Except that a lot of different codepages used many of the
same accented characters, and we didn't want multiple copies
of the same precomposed character in the standard.  So what
do we do with all the codepoints that mapped to the same
accented character in different codepages (at their
respective offsets into the unicode set)?  We let one of
them, for the most popular codepage, have that mapping, and
then leave holes in the codepoint to character mapping at
all the other locations.

Holes.  There are codepoints that do not map to characters.
In fact, there are lots and lots of them.  These are mostly
codepoints that will NEVER map to characters.  And they're
scattered haphazardly all the way through the character set,
not gathered into a few sensible blocks for future
expansion.  That means you can't even do something as simple
as iterating over the set without constantly consulting
tables; if you do, then some of the numbers in your
iteration will not correspond to valid codepoints.  In an
era when cache misses are known to be the single most
expensive thing you can do in a computer program, a standard
which could have avoided them made data tables mandatory for
something as simple as iteration.  That sucks.

Now, one effect of having all these codepages preserved into
unicode was that since the codepoints within codepages
aren't changed, differently accented versions of the same
letter are scattered throughout the codespace.  If you want
to collate all A's before all B's and so on, you must use
another external table to find your way through the
codespace.  Furthermore, different characters have different
subsets of accented versions, and even with the same
accents, do not usually appear in the same order.

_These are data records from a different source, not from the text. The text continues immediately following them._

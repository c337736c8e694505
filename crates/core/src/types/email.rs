//! Email address type.

use core::fmt;

use serde::{Deserialize, Serialize};

/// Errors that can occur when parsing an [`Email`].
#[derive(thiserror::Error, Debug, Clone)]
pub enum EmailError {
    /// The input string is empty.
    #[error("email cannot be empty")]
    Empty,
    /// The input string is too long.
    #[error("email must be at most {max} characters")]
    TooLong {
        /// Maximum allowed length.
        max: usize,
    },
    /// The input does not contain an @ symbol.
    #[error("email must contain an @ symbol")]
    MissingAtSymbol,
    /// The local part (before @) is empty.
    #[error("email local part cannot be empty")]
    EmptyLocalPart,
    /// The domain part (after @) is empty.
    #[error("email domain cannot be empty")]
    EmptyDomain,
}

/// An email address.
///
/// This type provides basic validation for email addresses, ensuring they
/// have a valid structure with a local part and domain separated by an @ symbol.
///
/// ## Constraints
///
/// - Length: 1-254 characters (RFC 5321 limit)
/// - Must contain exactly one @ symbol
/// - Local part (before @) must not be empty
/// - Domain part (after @) must not be empty
///
/// Addresses are stored lowercased so that owner lookups are
/// case-insensitive.
///
/// ## Examples
///
/// ```
/// use marketstall_core::Email;
///
/// // Valid emails
/// assert!(Email::parse("user@example.com").is_ok());
/// assert!(Email::parse("user.name+tag@domain.co.uk").is_ok());
///
/// // Invalid emails
/// assert!(Email::parse("").is_err());           // empty
/// assert!(Email::parse("no-at-symbol").is_err()); // missing @
/// assert!(Email::parse("@domain.com").is_err());  // empty local part
/// assert!(Email::parse("user@").is_err());        // empty domain
/// ```
#[derive(Debug, Clone, Serialize, Deserialize, PartialEq, Eq, Hash, PartialOrd, Ord)]
#[serde(try_from = "String", into = "String")]
pub struct Email(String);

impl Email {
    /// Maximum length of an email address (RFC 5321).
    pub const MAX_LENGTH: usize = 254;

    /// Parse an `Email` from a string.
    ///
    /// # Errors
    ///
    /// Returns an error if the input:
    /// - Is empty
    /// - Is longer than 254 characters
    /// - Does not contain an @ symbol
    /// - Has an empty local part or domain
    pub fn parse(s: &str) -> Result<Self, EmailError> {
        if s.is_empty() {
            return Err(EmailError::Empty);
        }

        if s.len() > Self::MAX_LENGTH {
            return Err(EmailError::TooLong {
                max: Self::MAX_LENGTH,
            });
        }

        let at_pos = s.find('@').ok_or(EmailError::MissingAtSymbol)?;

        if at_pos == 0 {
            return Err(EmailError::EmptyLocalPart);
        }

        if at_pos == s.len() - 1 {
            return Err(EmailError::EmptyDomain);
        }

        Ok(Self(s.to_ascii_lowercase()))
    }

    /// Returns the email address as a string slice.
    #[must_use]
    pub fn as_str(&self) -> &str {
        &self.0
    }

    /// Consumes the `Email` and returns its inner string.
    #[must_use]
    pub fn into_inner(self) -> String {
        self.0
    }

    /// Returns the email address as a byte slice.
    #[must_use]
    pub const fn as_bytes(&self) -> &[u8] {
        self.0.as_bytes()
    }

    /// Returns the local part of the email (before the @).
    #[must_use]
    pub fn local_part(&self) -> &str {
        self.0.split('@').next().unwrap_or("")
    }

    /// Returns the domain part of the email (after the @).
    #[must_use]
    pub fn domain(&self) -> &str {
        self.0.split('@').nth(1).unwrap_or("")
    }
}

impl fmt::Display for Email {
    fn fmt(&self, f: &mut fmt::Formatter<'_>) -> fmt::Result {
        write!(f, "{}", self.0)
    }
}

impl std::str::FromStr for Email {
    type Err = EmailError;

    fn from_str(s: &str) -> Result<Self, Self::Err> {
        Self::parse(s)
    }
}

impl TryFrom<String> for Email {
    type Error = EmailError;

    fn try_from(value: String) -> Result<Self, Self::Error> {
        Self::parse(&value)
    }
}

impl From<Email> for String {
    fn from(email: Email) -> Self {
        email.0
    }
}

impl AsRef<str> for Email {
    fn as_ref(&self) -> &str {
        &self.0
    }
}

#[cfg(test)]
#[allow(clippy::unwrap_used)]
mod tests {
    use super::*;

    #[test]
    fn test_parse_valid_emails() {
        assert!(Email::parse("user@example.com").is_ok());
        assert!(Email::parse("user.name@example.com").is_ok());
        assert!(Email::parse("user+tag@example.com").is_ok());
        assert!(Email::parse("user@subdomain.example.com").is_ok());
        assert!(Email::parse("user@example.co.uk").is_ok());
        assert!(Email::parse("a@b.c").is_ok());
    }

    #[test]
    fn test_parse_empty() {
        assert!(matches!(Email::parse(""), Err(EmailError::Empty)));
    }

    #[test]
    fn test_parse_too_long() {
        let long = format!("{}@example.com", "a".repeat(250));
        assert!(matches!(
            Email::parse(&long),
            Err(EmailError::TooLong { .. })
        ));
    }

    #[test]
    fn test_parse_missing_at() {
        assert!(matches!(
            Email::parse("no-at-symbol"),
            Err(EmailError::MissingAtSymbol)
        ));
    }

    #[test]
    fn test_parse_empty_local_part() {
        assert!(matches!(
            Email::parse("@domain.com"),
            Err(EmailError::EmptyLocalPart)
        ));
    }

    #[test]
    fn test_parse_empty_domain() {
        assert!(matches!(
            Email::parse("user@"),
            Err(EmailError::EmptyDomain)
        ));
    }

    #[test]
    fn test_parse_lowercases() {
        let email = Email::parse("Owner@Example.COM").unwrap();
        assert_eq!(email.as_str(), "owner@example.com");
    }

    #[test]
    fn test_local_part() {
        let email = Email::parse("user@example.com").unwrap();
        assert_eq!(email.local_part(), "user");
    }

    #[test]
    fn test_domain() {
        let email = Email::parse("user@example.com").unwrap();
        assert_eq!(email.domain(), "example.com");
    }

    #[test]
    fn test_display() {
        let email = Email::parse("user@example.com").unwrap();
        assert_eq!(format!("{email}"), "user@example.com");
    }

    #[test]
    fn test_deserialize_rejects_invalid() {
        let parsed: Result<Email, _> = serde_json::from_str("\"not-an-email\"");
        assert!(parsed.is_err());

        let parsed: Email = serde_json::from_str("\"Vendor@Shop.io\"").unwrap();
        assert_eq!(parsed.as_str(), "vendor@shop.io");
    }

    #[test]
    fn test_from_str() {
        let email: Email = "user@example.com".parse().unwrap();
        assert_eq!(email.as_str(), "user@example.com");
    }

    #[test]
    fn test_as_ref() {
        let email = Email::parse("user@example.com").unwrap();
        let s: &str = email.as_ref();
        assert_eq!(s, "user@example.com");
    }
}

Another promise that was made to us was that Unicode would
represent characters, not fonts.  looking through the
current unicode standard, I see fractur, monospace, sans
serif, italic, bold, small, bold script, and double width
versions of the entire latin alphabet, plus others.  Not
only did they fail to hold the line, they failed
spectacularly, by dupicating the entire alphabet dozens of
times.  I accept the same argument that the unicode
committee accepted; in many cases, these different forms are
part of basic expression in some realms like mathematics.  I
disagree with the conclusion that these alphabets needed
these repetitions; acknowledging the need for fonts, I'd
have made modifier codepoints to express fonts.  Instead, we
have many many wasted codepoints and many many repetitions
of characters that, for most purposes, ought to be
considered the same character.  Moreover, we have admitted
font differences into the standard but have not made them
generally applicable across alphabets; we've dedicated
thousands of codepoints to miscellaneous versions of the
latin alphabet to accomodate fonts, but we still can't apply
fonts to accented characters or to non-latin characters.
Treating fonts as a modifier character instead would have
used only a dozen codepoints and at the same time would have
allowed the uniform application of fonts across alphabets
and accents.

Let's move on to another promise; remember the idea of a
uniform-width codespace?  Great idea, wasn't it?  But along
the way, Unicode attempted to swallow several very large
character sets whole and wound up needing more than sixteen
bits.  Oops. It's now a 21-bit standard.  And we set aside
thousands of numbers in the 16-codespace that will never map
to codepoints, because they are used to express the first
half and last half of codepoints larger than 16 bits. These
are called "surrogates" - I suppose they are a "surrogate"
for a standard with a uniform character width.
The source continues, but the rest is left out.